**Exercise brief**
Locate every line in the records below that contains the word "bytes", and copy each one.
########################################
use serde::{Deserialize, Serialize};

use crate::game::PlayerCommand;

pub const JOURNAL_FORMAT_VERSION: u16 = 1;

/// Everything needed to rebuild a session: the seed plus every command in
/// the order it was issued, failed ones included.
#[derive(Clone, Debug, PartialEq, Eq, Serialize, Deserialize)]
pub struct InputJournal {
    pub format_version: u16,
    pub seed: u64,
    pub commands: Vec<CommandRecord>,
}

#[derive(Clone, Debug, PartialEq, Eq, Serialize, Deserialize)]
pub struct CommandRecord {
    pub seq: u64,
    pub command: PlayerCommand,
}

impl InputJournal {
    pub fn new(seed: u64) -> Self {
        Self { format_version: JOURNAL_FORMAT_VERSION, seed, commands: Vec::new() }
    }

    /// Records `command` and returns its sequence number.
    pub fn append(&mut self, command: PlayerCommand) -> u64 {
        let seq = self.commands.len() as u64;
        self.commands.push(CommandRecord { seq, command });
        seq
    }

    pub fn len(&self) -> usize {
        self.commands.len()
    }

    pub fn is_empty(&self) -> bool {
        self.commands.is_empty()
    }
}
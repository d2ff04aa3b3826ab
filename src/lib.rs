//
//  tfgit
//  lib.rs
//
//  Created by Ngonidzashe Mangudya on 2026/01/12.
//  Copyright (c) 2025 IAMNGONI. All rights reserved.
//

//! # tfgit
//!
//! A client for the Git REST API of Azure DevOps Services and on-premises
//! Team Foundation Server collections, plus the `tfgit` command line tool
//! built on it.
//!
//! ## Module Structure
//!
//! - [`api`]: routing, transport and the typed [`GitClient`](api::GitClient)
//! - [`auth`]: personal access tokens and keyring storage
//! - [`config`]: the TOML configuration file
//! - [`context`]: resolving collection, project and repository from flags,
//!   the git remote and config
//! - [`cli`]: command definitions
//! - [`output`]: table and JSON output
//! - [`interactive`]: terminal prompts
//!
//! ## Example Usage
//!
//! ```rust,no_run
//! use tfgit::api::{GitClient, RepoRef};
//!
//! # async fn demo() -> Result<(), tfgit::api::ApiError> {
//! let client = GitClient::builder("https://dev.azure.com/fabrikam")?
//!     .with_auth(tfgit::auth::AuthCredential::pat("token"))
//!     .build()?;
//! let repo = client
//!     .get_repository(Some(&"Fabrikam-Fiber".into()), &RepoRef::from("widgets"))
//!     .await?;
//! println!("{}", repo.name);
//! # Ok(())
//! # }
//! ```
//!
//! ## Hosted and On-Premises Collections
//!
//! | | Azure DevOps Services | Team Foundation Server |
//! |---|---|---|
//! | Collection URL | `https://dev.azure.com/ORG` | `https://HOST/tfs/COLLECTION` |
//! | Location discovery | optional | recommended |
//! | Method override | accepted | required by some proxies |

/// Command-line interface definitions.
pub mod cli;

/// Routing, transport and the typed Git client.
pub mod api;

/// Credentials and their storage.
pub mod auth;

/// Configuration file management.
///
/// - Linux: `~/.config/tfgit/config.toml`
/// - macOS: `~/Library/Application Support/tfgit/config.toml`
/// - Windows: `%APPDATA%\tfgit\config.toml`
pub mod config;

/// Resolves which collection, project and repository a command targets.
pub mod context;

/// Table and JSON output.
pub mod output;

/// Interactive prompts.
pub mod interactive;

pub use cli::Cli;
pub use config::Config;
pub use context::RepoContext;

/// Name of the binary, also used for the config directory.
pub const APP_NAME: &str = "tfgit";

pub const VERSION: &str = env!("CARGO_PKG_VERSION");

/// Process exit codes.
///
/// - `0`: success
/// - `1-3`: general errors and usage
/// - `4-7`: authentication
/// - `8-15`: missing resources
/// - `16-31`: cancelled operations
/// - `32+`: service throttling
pub mod exit_codes {
    pub const SUCCESS: i32 = 0;

    pub const ERROR: i32 = 1;

    /// Invalid arguments; clap exits with this itself.
    pub const USAGE: i32 = 2;

    /// Missing or rejected credentials. Run `tfgit auth login`.
    pub const AUTH_ERROR: i32 = 4;

    pub const NOT_FOUND: i32 = 8;

    /// A confirmation was declined.
    pub const CANCELLED: i32 = 16;

    pub const RATE_LIMIT: i32 = 32;
}
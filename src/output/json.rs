//
//  tfgit
//  output/json.rs
//
//  Created by Ngonidzashe Mangudya on 2026/01/12.
//  Copyright (c) 2025 IAMNGONI. All rights reserved.
//

//! JSON output helpers.

use std::io::{self, Write};

use serde::Serialize;

/// Pretty-prints `value` to stdout.
pub fn write_json<T: Serialize + ?Sized>(value: &T) -> anyhow::Result<()> {
    let stdout = io::stdout();
    let mut handle = stdout.lock();
    write_json_to(&mut handle, value)
}

pub fn write_json_to<W: Write, T: Serialize + ?Sized>(writer: &mut W, value: &T) -> anyhow::Result<()> {
    serde_json::to_writer_pretty(&mut *writer, value)?;
    writeln!(writer)?;
    Ok(())
}

#[cfg(test)]
mod tests {
    use super::*;
    use crate::api::git::GitBlobRef;

    #[test]
    fn test_write_json_uses_wire_names() {
        let blob = GitBlobRef {
            object_id: "abc".to_string(),
            size: Some(3),
            url: None,
        };
        let mut out = Vec::new();
        write_json_to(&mut out, &blob).unwrap();
        let text = String::from_utf8(out).unwrap();
        assert!(text.contains("\"objectId\": \"abc\""));
        assert!(!text.contains("url"));
        assert!(text.ends_with("}\n"));
    }
}
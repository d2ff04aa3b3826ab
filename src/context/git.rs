//
//  tfgit
//  context/git.rs
//
//  Created by Ngonidzashe Mangudya on 2026/01/12.
//  Copyright (c) 2025 IAMNGONI. All rights reserved.
//

//! Local git repository access.

use std::path::Path;

use anyhow::{Context, Result};
use git2::Repository;

/// The git repository enclosing a directory.
pub struct GitContext {
    repo: Repository,
}

impl GitContext {
    /// Discovers the repository enclosing the current directory.
    pub fn open() -> Result<Self> {
        Self::discover(Path::new("."))
    }

    /// Discovers the repository enclosing `path`, walking up parents.
    pub fn discover(path: &Path) -> Result<Self> {
        let repo = Repository::discover(path)
            .with_context(|| format!("{} is not inside a git repository", path.display()))?;
        Ok(Self { repo })
    }

    /// Short name of the checked out branch, `None` when HEAD is detached.
    pub fn current_branch(&self) -> Result<Option<String>> {
        let head = self.repo.head().context("Failed to read HEAD")?;
        if !head.is_branch() {
            return Ok(None);
        }
        Ok(head.shorthand().map(str::to_string))
    }

    pub fn remote_url(&self, name: &str) -> Option<String> {
        let remote = self.repo.find_remote(name).ok()?;
        remote.url().map(str::to_string)
    }

    pub fn origin_url(&self) -> Option<String> {
        self.remote_url("origin")
    }
}

#[cfg(test)]
mod tests {
    use super::*;
    use tempfile::tempdir;

    #[test]
    fn test_origin_from_initialized_repo() {
        let dir = tempdir().unwrap();
        let repo = Repository::init(dir.path()).unwrap();
        repo.remote("origin", "https://dev.azure.com/fabrikam/Fiber/_git/widgets")
            .unwrap();

        let nested = dir.path().join("src");
        std::fs::create_dir(&nested).unwrap();
        let git = GitContext::discover(&nested).unwrap();
        assert_eq!(
            git.origin_url().as_deref(),
            Some("https://dev.azure.com/fabrikam/Fiber/_git/widgets")
        );
        assert_eq!(git.remote_url("upstream"), None);
    }
}
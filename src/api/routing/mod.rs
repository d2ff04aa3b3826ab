//
//  tfgit
//  api/routing/mod.rs
//
//  Created by Ngonidzashe Mangudya on 2026/01/12.
//  Copyright (c) 2025 IAMNGONI. All rights reserved.
//

//! # Resource Router
//!
//! Maps a logical operation plus an identity tuple (project, repository,
//! entity id) to a [`RequestSpec`]. The router is pure: it performs table
//! lookup and conditional filtering and never touches the network.
//!
//! - [`identity`]: [`ProjectRef`] / [`RepoRef`] tagged variants
//! - [`query`]: the ordered, presence-filtered [`QueryParams`] builder
//! - [`endpoint`]: the static [`EndpointDescriptor`] table
//! - [`request`]: [`RequestSpec`] and [`RouteValues`]
//!
//! The per-operation builders live next to their resource models in
//! [`crate::api::git`].

pub mod endpoint;
pub mod identity;
pub mod query;
pub mod request;

pub use endpoint::{EndpointDescriptor, HttpVerb, MediaType, Operation, ENDPOINTS};
pub use identity::{ProjectRef, RepoRef};
pub use query::{QueryParams, QueryValue};
pub use request::{RequestSpec, RouteValues};
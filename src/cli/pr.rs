//
//  tfgit
//  cli/pr.rs
//
//  Created by Ngonidzashe Mangudya on 2026/01/12.
//  Copyright (c) 2025 IAMNGONI. All rights reserved.
//

//! Pull request commands.
//!
//! Reviewers are addressed by identity id (a UUID). Votes use the
//! service's scale: 10 approved, 5 approved with suggestions, 0 none,
//! -5 waiting for author, -10 rejected.

use anyhow::{bail, Context, Result};
use clap::{Args, Subcommand, ValueEnum};
use console::style;
use uuid::Uuid;

use super::{GlobalOptions, Session};
use crate::api::git::{
    full_branch_ref, short_ref_name, vote_label, GitCommitRef, GitPullRequest,
    GitPullRequestCompletionOptions, GitPullRequestCreate, GitPullRequestSearchCriteria,
    GitPullRequestUpdate, IdentityRefWithVote, PullRequestStatus,
};
use crate::api::IdentityRef;
use crate::context::GitContext;
use crate::interactive::{prompt_editor, prompt_input};
use crate::output::{
    format_date, format_status, format_vote, print_field, print_header, print_optional_field,
    truncate, TableOutput, TableRow,
};

/// Work with pull requests
#[derive(Args, Debug)]
pub struct PrCommand {
    #[command(subcommand)]
    pub command: PrSubcommand,
}

#[derive(Subcommand, Debug)]
pub enum PrSubcommand {
    /// List pull requests
    #[command(visible_alias = "ls")]
    List(ListArgs),

    /// Show a pull request
    View(ViewArgs),

    /// Create a pull request
    Create(CreateArgs),

    /// Change title, description, target or status
    Update(UpdateArgs),

    /// List the commits of a pull request
    Commits(IdArgs),

    /// Manage reviewers
    #[command(subcommand)]
    Reviewer(ReviewerSubcommand),
}
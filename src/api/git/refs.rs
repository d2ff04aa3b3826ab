//
//  tfgit
//  api/git/refs.rs
//
//  Created by Ngonidzashe Mangudya on 2026/01/12.
//  Copyright (c) 2025 IAMNGONI. All rights reserved.
//

//! Ref (branch and tag) operations.
//!
//! Refs are created, moved and deleted through one batch endpoint: each
//! [`GitRefUpdate`] names the expected old object id and the new one.
//! Creating uses [`ZERO_OBJECT_ID`] as the old id, deleting uses it as the
//! new id.

use serde::{Deserialize, Serialize};
use uuid::Uuid;

use crate::api::common::{ApiError, IdentityRef};
use crate::api::routing::{Operation, ProjectRef, QueryParams, RepoRef, RequestSpec};
use crate::api::GitClient;

/// The all-zero object id.
pub const ZERO_OBJECT_ID: &str = "0000000000000000000000000000000000000000";

#[derive(Debug, Clone, Default, PartialEq, Serialize, Deserialize)]
#[serde(rename_all = "camelCase")]
pub struct GitStatusContext {
    #[serde(default)]
    pub name: Option<String>,
    #[serde(default)]
    pub genre: Option<String>,
}

/// A status posted against a ref or commit by a build or other service.
#[derive(Debug, Clone, Default, PartialEq, Serialize, Deserialize)]
#[serde(rename_all = "camelCase")]
pub struct GitStatus {
    #[serde(default)]
    pub state: Option<String>,
    #[serde(default)]
    pub description: Option<String>,
    #[serde(default)]
    pub target_url: Option<String>,
    #[serde(default)]
    pub context: Option<GitStatusContext>,
    #[serde(default)]
    pub created_by: Option<IdentityRef>,
}

/// A branch, tag or other ref.
#[derive(Debug, Clone, Default, PartialEq, Serialize, Deserialize)]
#[serde(rename_all = "camelCase")]
pub struct GitRef {
    /// Full name, e.g. `refs/heads/main`.
    pub name: String,

    pub object_id: String,

    /// For annotated tags, the commit the tag points to.
    #[serde(default, skip_serializing_if = "Option::is_none")]
    pub peeled_object_id: Option<String>,

    #[serde(default, skip_serializing_if = "Option::is_none")]
    pub url: Option<String>,

    #[serde(default, skip_serializing_if = "Option::is_none")]
    pub statuses: Option<Vec<GitStatus>>,
}

/// One requested ref change.
#[derive(Debug, Clone, Default, PartialEq, Serialize, Deserialize)]
#[serde(rename_all = "camelCase")]
pub struct GitRefUpdate {
    pub name: String,
    pub old_object_id: String,
    pub new_object_id: String,

    #[serde(default, skip_serializing_if = "Option::is_none")]
    pub repository_id: Option<Uuid>,

    #[serde(default, skip_serializing_if = "Option::is_none")]
    pub is_locked: Option<bool>,
}

impl GitRefUpdate {
    /// Creates `name` pointing at `object_id`.
    pub fn create(name: impl Into<String>, object_id: impl Into<String>) -> Self {
        Self {
            name: name.into(),
            old_object_id: ZERO_OBJECT_ID.to_string(),
            new_object_id: object_id.into(),
            ..Default::default()
        }
    }

    /// Deletes `name`, which must currently point at `object_id`.
    pub fn delete(name: impl Into<String>, object_id: impl Into<String>) -> Self {
        Self {
            name: name.into(),
            old_object_id: object_id.into(),
            new_object_id: ZERO_OBJECT_ID.to_string(),
            ..Default::default()
        }
    }
}

/// The outcome of one [`GitRefUpdate`].
#[derive(Debug, Clone, Default, PartialEq, Serialize, Deserialize)]
#[serde(rename_all = "camelCase")]
pub struct GitRefUpdateResult {
    pub name: String,

    #[serde(default)]
    pub old_object_id: Option<String>,

    #[serde(default)]
    pub new_object_id: Option<String>,

    #[serde(default)]
    pub success: bool,

    /// `succeeded`, `staleOldObjectId`, `forcePushRequired`, ...
    #[serde(default)]
    pub update_status: Option<String>,

    #[serde(default)]
    pub custom_message: Option<String>,

    #[serde(default)]
    pub rejected_by: Option<String>,

    #[serde(default)]
    pub is_locked: Option<bool>,

    #[serde(default)]
    pub repository_id: Option<Uuid>,
}

/// Builds the `getRefs` request.
///
/// `filter` is a ref name prefix without the leading `refs/` (`heads/`,
/// `tags/v1`); an empty filter is the same as none.
pub fn get_refs_request(
    project: Option<&ProjectRef>,
    repository: &RepoRef,
    filter: Option<&str>,
    include_links: Option<bool>,
    include_statuses: Option<bool>,
) -> Result<RequestSpec, ApiError> {
    let mut query = QueryParams::new();
    query
        .add_if_not_empty("filter", filter)
        .add_if_not_null("includeLinks", include_links)
        .add_if_not_null("includeStatuses", include_statuses);
    Ok(RequestSpec::for_repository(Operation::GetRefs, project, repository)?.query(query))
}

pub fn update_refs_request(
    project: Option<&ProjectRef>,
    repository: &RepoRef,
    updates: &[GitRefUpdate],
    project_id: Option<&str>,
) -> Result<RequestSpec, ApiError> {
    let mut query = QueryParams::new();
    query.add_if_not_empty("projectId", project_id);
    RequestSpec::for_repository(Operation::UpdateRefs, project, repository)?
        .query(query)
        .body(updates)
}

impl GitClient {
    /// Lists refs, optionally restricted to a name prefix.
    pub async fn get_refs(
        &self,
        project: Option<&ProjectRef>,
        repository: &RepoRef,
        filter: Option<&str>,
        include_links: Option<bool>,
        include_statuses: Option<bool>,
    ) -> Result<Vec<GitRef>, ApiError> {
        let spec = get_refs_request(project, repository, filter, include_links, include_statuses)?;
        self.send_list(spec).await
    }

    /// Creates, moves or deletes refs in one batch.
    ///
    /// The call succeeds even when individual updates are rejected; check
    /// [`GitRefUpdateResult::success`] on each result.
    pub async fn update_refs(
        &self,
        project: Option<&ProjectRef>,
        repository: &RepoRef,
        updates: &[GitRefUpdate],
        project_id: Option<&str>,
    ) -> Result<Vec<GitRefUpdateResult>, ApiError> {
        let spec = update_refs_request(project, repository, updates, project_id)?;
        self.send_list(spec).await
    }
}

#[cfg(test)]
mod tests {
    use super::*;
    use crate::api::git::testing;

    fn repo() -> RepoRef {
        RepoRef::from("widgets")
    }

    #[test]
    fn test_empty_filter_is_omitted() {
        let spec = get_refs_request(None, &repo(), Some(""), None, None).unwrap();
        assert!(!spec.query.contains_key("filter"));
        assert!(spec.query.is_empty());
    }

    #[test]
    fn test_filter_is_verbatim() {
        let spec = get_refs_request(None, &repo(), Some("heads/"), None, Some(true)).unwrap();
        assert_eq!(
            spec.query.pairs(),
            &[
                ("filter".to_string(), "heads/".to_string()),
                ("includeStatuses".to_string(), "true".to_string()),
            ]
        );
    }

    #[test]
    fn test_update_body_is_array() {
        let updates = [GitRefUpdate::create("refs/heads/topic", "abc123")];
        let spec = update_refs_request(None, &repo(), &updates, None).unwrap();
        assert_eq!(
            spec.body,
            Some(serde_json::json!([{
                "name": "refs/heads/topic",
                "oldObjectId": ZERO_OBJECT_ID,
                "newObjectId": "abc123"
            }]))
        );
    }

    #[tokio::test]
    async fn test_update_refs_reports_rejections() {
        let body = r#"{"count":1,"value":[{"name":"refs/heads/topic","success":false,"updateStatus":"staleOldObjectId"}]}"#;
        let (client, _) = testing::client(body);
        let results = client
            .update_refs(None, &repo(), &[GitRefUpdate::delete("refs/heads/topic", "abc")], None)
            .await
            .unwrap();
        assert!(!results[0].success);
        assert_eq!(results[0].update_status.as_deref(), Some("staleOldObjectId"));
    }
}
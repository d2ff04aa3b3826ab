//
//  tfgit
//  cli/blob.rs
//
//  Created by Ngonidzashe Mangudya on 2026/01/12.
//  Copyright (c) 2025 IAMNGONI. All rights reserved.
//

use std::path::{Path, PathBuf};

use anyhow::Result;
use clap::{Args, Subcommand};

use super::{archive_name, download_spinner, write_download, GlobalOptions, Session};
use crate::api::git::GitBlobRef;
use crate::output::{format_size, print_field, print_header, print_optional_field, TableOutput};

/// Read blobs by object id
#[derive(Args, Debug)]
pub struct BlobCommand {
    #[command(subcommand)]
    pub command: BlobSubcommand,
}

#[derive(Subcommand, Debug)]
pub enum BlobSubcommand {
    /// Show blob metadata
    Show(ShowArgs),

    /// Write a blob's content
    Cat(CatArgs),

    /// Download one or more blobs as a zip archive
    Zip(ZipArgs),
}

#[derive(Args, Debug)]
pub struct ShowArgs {
    /// Blob object id
    pub sha1: String,
}

#[derive(Args, Debug)]
pub struct CatArgs {
    /// Blob object id
    pub sha1: String,

    /// Output file (defaults to stdout)
    #[arg(long, short = 'o')]
    pub output: Option<PathBuf>,
}

#[derive(Args, Debug)]
pub struct ZipArgs {
    /// Blob object ids
    #[arg(required = true)]
    pub sha1s: Vec<String>,

    /// Output file, or - for stdout
    #[arg(long, short = 'o')]
    pub output: Option<PathBuf>,
}

impl TableOutput for GitBlobRef {
    fn print_table(&self, color: bool) {
        print_header(&format!("blob {}", self.object_id));
        if let Some(size) = self.size {
            print_field("Size", &format_size(size), color);
        }
        print_optional_field("URL", self.url.as_deref(), color);
    }
}

fn zip_stem(ids: &[String]) -> &str {
    match ids {
        [single] => single.as_str(),
        _ => "blobs",
    }
}

impl BlobCommand {
    pub async fn run(&self, global: &GlobalOptions) -> Result<()> {
        let session = Session::open(global)?;
        let project = session.context.project_ref();
        let repository = session.context.repo_ref()?;
        let client = &session.client;
        let output = global.output();

        match &self.command {
            BlobSubcommand::Show(args) => {
                let blob = client
                    .get_blob(project.as_ref(), &repository, &args.sha1, None, None)
                    .await?;
                output.write(&blob)
            }
            BlobSubcommand::Cat(args) => {
                let bytes = client
                    .get_blob_content(project.as_ref(), &repository, &args.sha1, None, None)
                    .await?;
                let target = args.output.as_deref().unwrap_or(Path::new("-"));
                write_download(target, &bytes)
            }
            BlobSubcommand::Zip(args) => {
                let target = archive_name(args.output.as_ref(), zip_stem(&args.sha1s));
                let quiet = target.as_os_str() == "-";
                let spinner = download_spinner(
                    &format!("Downloading {} blob(s)", args.sha1s.len()),
                    quiet,
                );
                let file_name = target.file_name().and_then(|n| n.to_str());
                let bytes = match args.sha1s.as_slice() {
                    [single] => {
                        client
                            .get_blob_zip(project.as_ref(), &repository, single, Some(true), file_name)
                            .await
                    }
                    ids => {
                        client
                            .get_blobs_zip(project.as_ref(), &repository, ids, file_name)
                            .await
                    }
                };
                spinner.finish_and_clear();
                let bytes = bytes?;
                write_download(&target, &bytes)?;
                if !quiet {
                    output.write_success(&format!("Saved {}", target.display()));
                }
                Ok(())
            }
        }
    }
}
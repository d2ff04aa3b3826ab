//
//  tfgit
//  output/table.rs
//
//  Created by Ngonidzashe Mangudya on 2026/01/12.
//  Copyright (c) 2025 IAMNGONI. All rights reserved.
//

//! Table rendering on `comfy-table`, plus cell formatters.

use chrono::{DateTime, Utc};
use comfy_table::{presets::UTF8_FULL, Cell, Color, ContentArrangement, Table};
use console::style;

pub fn create_table() -> Table {
    let mut table = Table::new();
    table
        .load_preset(UTF8_FULL)
        .set_content_arrangement(ContentArrangement::Dynamic);
    table
}

/// Builder over a [`Table`].
///
/// # Example
///
/// ```rust,ignore
/// TableBuilder::new()
///     .headers(["Name", "Default branch"])
///     .row(["widgets", "main"])
///     .print();
/// ```
pub struct TableBuilder {
    table: Table,
    color: bool,
}

impl TableBuilder {
    pub fn new() -> Self {
        Self {
            table: create_table(),
            color: console::colors_enabled(),
        }
    }

    pub fn color(mut self, enabled: bool) -> Self {
        self.color = enabled;
        self
    }

    pub fn headers<I, S>(mut self, headers: I) -> Self
    where
        I: IntoIterator<Item = S>,
        S: Into<String>,
    {
        let color = self.color;
        let cells: Vec<Cell> = headers
            .into_iter()
            .map(|h| {
                let cell = Cell::new(h.into());
                if color {
                    cell.fg(Color::Cyan)
                } else {
                    cell
                }
            })
            .collect();
        self.table.set_header(cells);
        self
    }

    pub fn row<I, S>(mut self, cells: I) -> Self
    where
        I: IntoIterator<Item = S>,
        S: Into<String>,
    {
        let row: Vec<String> = cells.into_iter().map(Into::into).collect();
        self.table.add_row(row);
        self
    }

    pub fn rows<I, R, S>(mut self, rows: I) -> Self
    where
        I: IntoIterator<Item = R>,
        R: IntoIterator<Item = S>,
        S: Into<String>,
    {
        for row in rows {
            let row: Vec<String> = row.into_iter().map(Into::into).collect();
            self.table.add_row(row);
        }
        self
    }

    pub fn print(self) {
        println!("{}", self.table);
    }

    pub fn build(self) -> Table {
        self.table
    }
}

impl Default for TableBuilder {
    fn default() -> Self {
        Self::new()
    }
}

/// Colors a pull request status.
pub fn format_status(status: &str, color: bool) -> String {
    if !color {
        return status.to_string();
    }
    match status.to_lowercase().as_str() {
        "active" => style(status).green().to_string(),
        "completed" => style(status).blue().to_string(),
        "abandoned" => style(status).red().to_string(),
        "notset" => style(status).dim().to_string(),
        _ => status.to_string(),
    }
}

/// Colors a reviewer vote label.
pub fn format_vote(label: &str, vote: i16, color: bool) -> String {
    if !color {
        return label.to_string();
    }
    match vote {
        v if v > 0 => style(label).green().to_string(),
        v if v < -5 => style(label).red().to_string(),
        v if v < 0 => style(label).yellow().to_string(),
        _ => style(label).dim().to_string(),
    }
}

pub fn format_bool(value: bool, color: bool) -> String {
    let text = if value { "Yes" } else { "No" };
    match (color, value) {
        (false, _) => text.to_string(),
        (true, true) => style(text).green().to_string(),
        (true, false) => style(text).dim().to_string(),
    }
}

/// `2026-01-12 14:03`, or `-` when absent.
pub fn format_date(date: Option<&DateTime<Utc>>) -> String {
    date.map(|d| d.format("%Y-%m-%d %H:%M").to_string())
        .unwrap_or_else(|| "-".to_string())
}

/// Human readable byte count.
pub fn format_size(bytes: u64) -> String {
    const UNITS: [&str; 4] = ["B", "KB", "MB", "GB"];
    let mut size = bytes as f64;
    let mut unit = 0;
    while size >= 1024.0 && unit < UNITS.len() - 1 {
        size /= 1024.0;
        unit += 1;
    }
    if unit == 0 {
        format!("{} {}", bytes, UNITS[0])
    } else {
        format!("{:.1} {}", size, UNITS[unit])
    }
}

/// Cuts `s` to `max_len` characters, marking the cut with `...`.
pub fn truncate(s: &str, max_len: usize) -> String {
    if s.chars().count() <= max_len {
        return s.to_string();
    }
    if max_len > 3 {
        let head: String = s.chars().take(max_len - 3).collect();
        format!("{}...", head)
    } else {
        s.chars().take(max_len).collect()
    }
}

#[cfg(test)]
mod tests {
    use super::*;
    use chrono::TimeZone;

    #[test]
    fn test_truncate_counts_characters() {
        assert_eq!(truncate("short", 10), "short");
        assert_eq!(truncate("a longer subject line", 10), "a longe...");
        assert_eq!(truncate("ünïcödé text", 8), "ünïcö...");
        assert_eq!(truncate("abcdef", 2), "ab");
    }

    #[test]
    fn test_format_size() {
        assert_eq!(format_size(512), "512 B");
        assert_eq!(format_size(2048), "2.0 KB");
        assert_eq!(format_size(5 * 1024 * 1024), "5.0 MB");
    }

    #[test]
    fn test_format_date() {
        let date = Utc.with_ymd_and_hms(2026, 1, 12, 14, 3, 0).unwrap();
        assert_eq!(format_date(Some(&date)), "2026-01-12 14:03");
        assert_eq!(format_date(None), "-");
    }

    #[test]
    fn test_plain_formatters() {
        assert_eq!(format_status("active", false), "active");
        assert_eq!(format_vote("Approved", 10, false), "Approved");
        assert_eq!(format_bool(true, false), "Yes");
    }

    #[test]
    fn test_builder_renders_rows() {
        let table = TableBuilder::new()
            .color(false)
            .headers(["Name", "Size"])
            .row(["widgets", "12 KB"])
            .build();
        let rendered = table.to_string();
        assert!(rendered.contains("widgets"));
        assert!(rendered.contains("Size"));
    }
}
########################################
**Solution to this task**
                let bytes = client
                write_download(target, &bytes)
                let bytes = match args.sha1s.as_slice() {
                let bytes = bytes?;
                write_download(&target, &bytes)?;
pub fn format_size(bytes: u64) -> String {
    let mut size = bytes as f64;
        format!("{} {}", bytes, UNITS[0])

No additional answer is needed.